▶ [DATA EXCERPTS]
*** Block opens ***
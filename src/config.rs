//! Settings for a split run.
//!
//! Values are layered: built-in defaults, then a TOML config file, then
//! command-line flags.
//!
//! ```toml
//! [split]
//! input = "diagnose/rohdaten_20231025.csv"
//! output_dir = "diagnose/by_vehicle"
//! column = "vehicle"
//! delimiter = ";"
//! extension = "csv"
//! on_malformed = "fail"   # or "skip"
//! ```

use anyhow::{bail, Context, Result};
use serde::{Deserialize, Serialize};
use std::fs;
use std::path::{Path, PathBuf};

pub const DEFAULT_COLUMN: &str = "vehicle";
pub const DEFAULT_DELIMITER: u8 = b';';
pub const DEFAULT_EXTENSION: &str = "csv";

const LOCAL_CONFIG: &str = "gsplit.toml";

/// What to do with a row whose field count differs from the header's
#[derive(Debug, Clone, Copy, Default, PartialEq, Eq, Serialize, Deserialize)]
#[serde(rename_all = "lowercase")]
pub enum MalformedPolicy {
    /// Abort the run on the first malformed row
    #[default]
    Fail,
    /// Drop the row with a warning and keep going
    Skip,
}

impl std::str::FromStr for MalformedPolicy {
    type Err = anyhow::Error;

    fn from_str(s: &str) -> Result<Self> {
        match s.trim().to_ascii_lowercase().as_str() {
            "fail" => Ok(Self::Fail),
            "skip" => Ok(Self::Skip),
            other => bail!("unknown malformed-row policy {:?} (expected 'fail' or 'skip')", other),
        }
    }
}

/// Fully resolved settings handed to the load and write phases
#[derive(Debug, Clone, PartialEq, Eq)]
pub struct SplitSettings {
    pub input: PathBuf,
    pub output_dir: PathBuf,
    pub column: String,
    pub delimiter: u8,
    pub extension: String,
    pub on_malformed: MalformedPolicy,
}

impl SplitSettings {
    pub fn new(input: impl Into<PathBuf>, output_dir: impl Into<PathBuf>) -> Self {
        Self {
            input: input.into(),
            output_dir: output_dir.into(),
            column: DEFAULT_COLUMN.to_string(),
            delimiter: DEFAULT_DELIMITER,
            extension: DEFAULT_EXTENSION.to_string(),
            on_malformed: MalformedPolicy::Fail,
        }
    }
}

/// Optional values, as found in a config file or on the command line
#[derive(Debug, Clone, Default, PartialEq, Eq, Serialize, Deserialize)]
#[serde(deny_unknown_fields)]
pub struct SplitOverrides {
    #[serde(default, skip_serializing_if = "Option::is_none")]
    pub input: Option<PathBuf>,
    #[serde(default, skip_serializing_if = "Option::is_none")]
    pub output_dir: Option<PathBuf>,
    #[serde(default, skip_serializing_if = "Option::is_none")]
    pub column: Option<String>,
    #[serde(default, skip_serializing_if = "Option::is_none")]
    pub delimiter: Option<String>,
    #[serde(default, skip_serializing_if = "Option::is_none")]
    pub extension: Option<String>,
    #[serde(default, skip_serializing_if = "Option::is_none")]
    pub on_malformed: Option<MalformedPolicy>,
}

impl SplitOverrides {
    /// Values set in `other` win over values set in `self`
    pub fn merge(self, other: SplitOverrides) -> SplitOverrides {
        SplitOverrides {
            input: other.input.or(self.input),
            output_dir: other.output_dir.or(self.output_dir),
            column: other.column.or(self.column),
            delimiter: other.delimiter.or(self.delimiter),
            extension: other.extension.or(self.extension),
            on_malformed: other.on_malformed.or(self.on_malformed),
        }
    }

    /// Fill in defaults; `input` is always required, `output_dir` only when
    /// `need_output` is set.
    pub fn resolve(self, need_output: bool) -> Result<SplitSettings> {
        let input = self
            .input
            .ok_or_else(|| anyhow::anyhow!("no input file given (pass INPUT or set split.input)"))?;
        let output_dir = match self.output_dir {
            Some(dir) => dir,
            None if need_output => {
                bail!("no output directory given (pass --output-dir or set split.output_dir)")
            }
            None => PathBuf::new(),
        };
        let delimiter = match self.delimiter {
            Some(d) => parse_delimiter(&d)?,
            None => DEFAULT_DELIMITER,
        };
        let column = self.column.unwrap_or_else(|| DEFAULT_COLUMN.to_string());
        if column.is_empty() {
            bail!("group column name must not be empty");
        }
        let extension = self
            .extension
            .unwrap_or_else(|| DEFAULT_EXTENSION.to_string())
            .trim_start_matches('.')
            .to_string();
        if extension.contains(['/', '\\']) {
            bail!("extension {:?} must not contain path separators", extension);
        }

        Ok(SplitSettings {
            column,
            delimiter,
            extension,
            on_malformed: self.on_malformed.unwrap_or_default(),
            ..SplitSettings::new(input, output_dir)
        })
    }
}

/// On-disk config file layout
#[derive(Debug, Clone, Default, Serialize, Deserialize)]
#[serde(deny_unknown_fields)]
pub struct ConfigFile {
    #[serde(default)]
    pub split: SplitOverrides,
}

impl ConfigFile {
    pub fn from_toml(content: &str) -> Result<Self> {
        toml::from_str(content).context("failed to parse config")
    }

    /// Settings as `gsplit config` shows them: fully resolved when an input
    /// is known, otherwise just the values that are set. Any other invalid
    /// value is an error.
    pub fn effective(overrides: SplitOverrides) -> Result<Self> {
        if overrides.input.is_none() {
            return Ok(ConfigFile { split: overrides });
        }
        let settings = overrides.resolve(false)?;
        Ok(ConfigFile {
            split: SplitOverrides::from(&settings),
        })
    }

    pub fn load(path: &Path) -> Result<Self> {
        let content = fs::read_to_string(path)
            .with_context(|| format!("failed to read config file {:?}", path))?;
        Self::from_toml(&content).with_context(|| format!("in config file {:?}", path))
    }

    /// Load the explicit config if given, otherwise the first file found on
    /// the search path. Returns the path that was used, if any.
    pub fn discover(explicit: Option<&Path>) -> Result<(Self, Option<PathBuf>)> {
        if let Some(path) = explicit {
            let config = Self::load(path)?;
            return Ok((config, Some(path.to_path_buf())));
        }

        for path in search_paths() {
            if path.is_file() {
                let config = Self::load(&path)?;
                tracing::debug!(path = %path.display(), "loaded config");
                return Ok((config, Some(path)));
            }
        }

        Ok((Self::default(), None))
    }
}

/// Config file locations, in lookup order
pub fn search_paths() -> Vec<PathBuf> {
    let mut paths = vec![PathBuf::from(LOCAL_CONFIG)];
    if let Ok(home) = std::env::var("HOME") {
        if !home.is_empty() {
            paths.push(
                PathBuf::from(home)
                    .join(".config")
                    .join("groupsplit")
                    .join("config.toml"),
            );
        }
    }
    paths
}

/// Parse a delimiter given as a single ASCII character or `tab`
pub fn parse_delimiter(s: &str) -> Result<u8> {
    match s {
        "tab" | "\\t" | "\t" => return Ok(b'\t'),
        _ => {}
    }

    let mut chars = s.chars();
    match (chars.next(), chars.next()) {
        (Some(c), None) if c.is_ascii() && c != '"' && c != '\n' && c != '\r' => Ok(c as u8),
        (Some(_), None) => bail!("delimiter {:?} must be a single ASCII character other than quote or newline", s),
        _ => bail!("delimiter {:?} must be exactly one character", s),
    }
}

/// Render a delimiter byte back into its config form
pub fn delimiter_name(delimiter: u8) -> String {
    match delimiter {
        b'\t' => "tab".to_string(),
        d => (d as char).to_string(),
    }
}

impl From<&SplitSettings> for SplitOverrides {
    fn from(settings: &SplitSettings) -> Self {
        SplitOverrides {
            input: Some(settings.input.clone()),
            output_dir: if settings.output_dir.as_os_str().is_empty() {
                None
            } else {
                Some(settings.output_dir.clone())
            },
            column: Some(settings.column.clone()),
            delimiter: Some(delimiter_name(settings.delimiter)),
            extension: Some(settings.extension.clone()),
            on_malformed: Some(settings.on_malformed),
        }
    }
}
*** Block closes ***
▶ [TASK TO COMPLETE]
Whatever appears in the records must be returned exactly.

▶ [COMPLETED EXERCISE]
filename src/config.rs
//! Settings for a split run.
//!
//! Values are layered: built-in defaults, then a TOML config file, then
//! command-line flags.
//!
//! ```toml
//! [split]
//! input = "diagnose/rohdaten_20231025.csv"
//! output_dir = "diagnose/by_vehicle"
//! column = "vehicle"
//! delimiter = ";"
//! extension = "csv"
//! on_malformed = "fail"   # or "skip"
//! ```

use anyhow::{bail, Context, Result};
use serde::{Deserialize, Serialize};
use std::fs;
use std::path::{Path, PathBuf};

pub const DEFAULT_COLUMN: &str = "vehicle";
pub const DEFAULT_DELIMITER: u8 = b';';
pub const DEFAULT_EXTENSION: &str = "csv";

const LOCAL_CONFIG: &str = "gsplit.toml";

/// What to do with a row whose field count differs from the header's
#[derive(Debug, Clone, Copy, Default, PartialEq, Eq, Serialize, Deserialize)]
#[serde(rename_all = "lowercase")]
pub enum MalformedPolicy {
    /// Abort the run on the first malformed row
    #[default]
    Fail,
    /// Drop the row with a warning and keep going
    Skip,
}

impl std::str::FromStr for MalformedPolicy {
    type Err = anyhow::Error;

    fn from_str(s: &str) -> Result<Self> {
        match s.trim().to_ascii_lowercase().as_str() {
            "fail" => Ok(Self::Fail),
            "skip" => Ok(Self::Skip),
            other => bail!("unknown malformed-row policy {:?} (expected 'fail' or 'skip')", other),
        }
    }
}

/// Fully resolved settings handed to the load and write phases
#[derive(Debug, Clone, PartialEq, Eq)]
pub struct SplitSettings {
    pub input: PathBuf,
    pub output_dir: PathBuf,
    pub column: String,
    pub delimiter: u8,
    pub extension: String,
    pub on_malformed: MalformedPolicy,
}

impl SplitSettings {
    pub fn new(input: impl Into<PathBuf>, output_dir: impl Into<PathBuf>) -> Self {
        Self {
            input: input.into(),
            output_dir: output_dir.into(),
            column: DEFAULT_COLUMN.to_string(),
            delimiter: DEFAULT_DELIMITER,
            extension: DEFAULT_EXTENSION.to_string(),
            on_malformed: MalformedPolicy::Fail,
        }
    }
}

/// Optional values, as found in a config file or on the command line
#[derive(Debug, Clone, Default, PartialEq, Eq, Serialize, Deserialize)]
#[serde(deny_unknown_fields)]
pub struct SplitOverrides {
    #[serde(default, skip_serializing_if = "Option::is_none")]
    pub input: Option<PathBuf>,
    #[serde(default, skip_serializing_if = "Option::is_none")]
    pub output_dir: Option<PathBuf>,
    #[serde(default, skip_serializing_if = "Option::is_none")]
    pub column: Option<String>,
    #[serde(default, skip_serializing_if = "Option::is_none")]
    pub delimiter: Option<String>,
    #[serde(default, skip_serializing_if = "Option::is_none")]
    pub extension: Option<String>,
    #[serde(default, skip_serializing_if = "Option::is_none")]
    pub on_malformed: Option<MalformedPolicy>,
}

impl SplitOverrides {
    /// Values set in `other` win over values set in `self`
    pub fn merge(self, other: SplitOverrides) -> SplitOverrides {
        SplitOverrides {
            input: other.input.or(self.input),
            output_dir: other.output_dir.or(self.output_dir),
            column: other.column.or(self.column),
            delimiter: other.delimiter.or(self.delimiter),
            extension: other.extension.or(self.extension),
            on_malformed: other.on_malformed.or(self.on_malformed),
        }
    }

    /// Fill in defaults; `input` is always required, `output_dir` only when
    /// `need_output` is set.
    pub fn resolve(self, need_output: bool) -> Result<SplitSettings> {
        let input = self
            .input
            .ok_or_else(|| anyhow::anyhow!("no input file given (pass INPUT or set split.input)"))?;
        let output_dir = match self.output_dir {
            Some(dir) => dir,
            None if need_output => {
                bail!("no output directory given (pass --output-dir or set split.output_dir)")
            }
            None => PathBuf::new(),
        };
        let delimiter = match self.delimiter {
            Some(d) => parse_delimiter(&d)?,
            None => DEFAULT_DELIMITER,
        };
        let column = self.column.unwrap_or_else(|| DEFAULT_COLUMN.to_string());
        if column.is_empty() {
            bail!("group column name must not be empty");
        }
        let extension = self
            .extension
            .unwrap_or_else(|| DEFAULT_EXTENSION.to_string())
            .trim_start_matches('.')
            .to_string();
        if extension.contains(['/', '\\']) {
            bail!("extension {:?} must not contain path separators", extension);
        }

        Ok(SplitSettings {
            column,
            delimiter,
            extension,
            on_malformed: self.on_malformed.unwrap_or_default(),
            ..SplitSettings::new(input, output_dir)
        })
    }
}

/// On-disk config file layout
#[derive(Debug, Clone, Default, Serialize, Deserialize)]
#[serde(deny_unknown_fields)]
pub struct ConfigFile {
    #[serde(default)]
    pub split: SplitOverrides,
}

impl ConfigFile {
    pub fn from_toml(content: &str) -> Result<Self> {
        toml::from_str(content).context("failed to parse config")
    }

    /// Settings as `gsplit config` shows them: fully resolved when an input
    /// is known, otherwise just the values that are set. Any other invalid
    /// value is an error.
    pub fn effective(overrides: SplitOverrides) -> Result<Self> {
        if overrides.input.is_none() {
            return Ok(ConfigFile { split: overrides });
        }
        let settings = overrides.resolve(false)?;
        Ok(ConfigFile {
            split: SplitOverrides::from(&settings),
        })
    }

    pub fn load(path: &Path) -> Result<Self> {
        let content = fs::read_to_string(path)
            .with_context(|| format!("failed to read config file {:?}", path))?;
        Self::from_toml(&content).with_context(|| format!("in config file {:?}", path))
    }

    /// Load the explicit config if given, otherwise the first file found on
    /// the search path. Returns the path that was used, if any.
    pub fn discover(explicit: Option<&Path>) -> Result<(Self, Option<PathBuf>)> {
        if let Some(path) = explicit {
            let config = Self::load(path)?;
            return Ok((config, Some(path.to_path_buf())));
        }

        for path in search_paths() {
            if path.is_file() {
                let config = Self::load(&path)?;
                tracing::debug!(path = %path.display(), "loaded config");
                return Ok((config, Some(path)));
            }
        }

        Ok((Self::default(), None))
    }
}

/// Config file locations, in lookup order
pub fn search_paths() -> Vec<PathBuf> {
    let mut paths = vec![PathBuf::from(LOCAL_CONFIG)];
    if let Ok(home) = std::env::var("HOME") {
        if !home.is_empty() {
            paths.push(
                PathBuf::from(home)
                    .join(".config")
                    .join("groupsplit")
                    .join("config.toml"),
            );
        }
    }
    paths
}

/// Parse a delimiter given as a single ASCII character or `tab`
pub fn parse_delimiter(s: &str) -> Result<u8> {
    match s {
        "tab" | "\\t" | "\t" => return Ok(b'\t'),
        _ => {}
    }

    let mut chars = s.chars();
    match (chars.next(), chars.next()) {
        (Some(c), None) if c.is_ascii() && c != '"' && c != '\n' && c != '\r' => Ok(c as u8),
        (Some(_), None) => bail!("delimiter {:?} must be a single ASCII character other than quote or newline", s),
        _ => bail!("delimiter {:?} must be exactly one character", s),
    }
}

/// Render a delimiter byte back into its config form
pub fn delimiter_name(delimiter: u8) -> String {
    match delimiter {
        b'\t' => "tab".to_string(),
        d => (d as char).to_string(),
    }
}

impl From<&SplitSettings> for SplitOverrides {
    fn from(settings: &SplitSettings) -> Self {
        SplitOverrides {
            input: Some(settings.input.clone()),
            output_dir: if settings.output_dir.as_os_str().is_empty() {
                None
            } else {
                Some(settings.output_dir.clone())
            },
            column: Some(settings.column.clone()),
            delimiter: Some(delimiter_name(settings.delimiter)),
            extension: Some(settings.extension.clone()),
            on_malformed: Some(settings.on_malformed),
        }
    }
}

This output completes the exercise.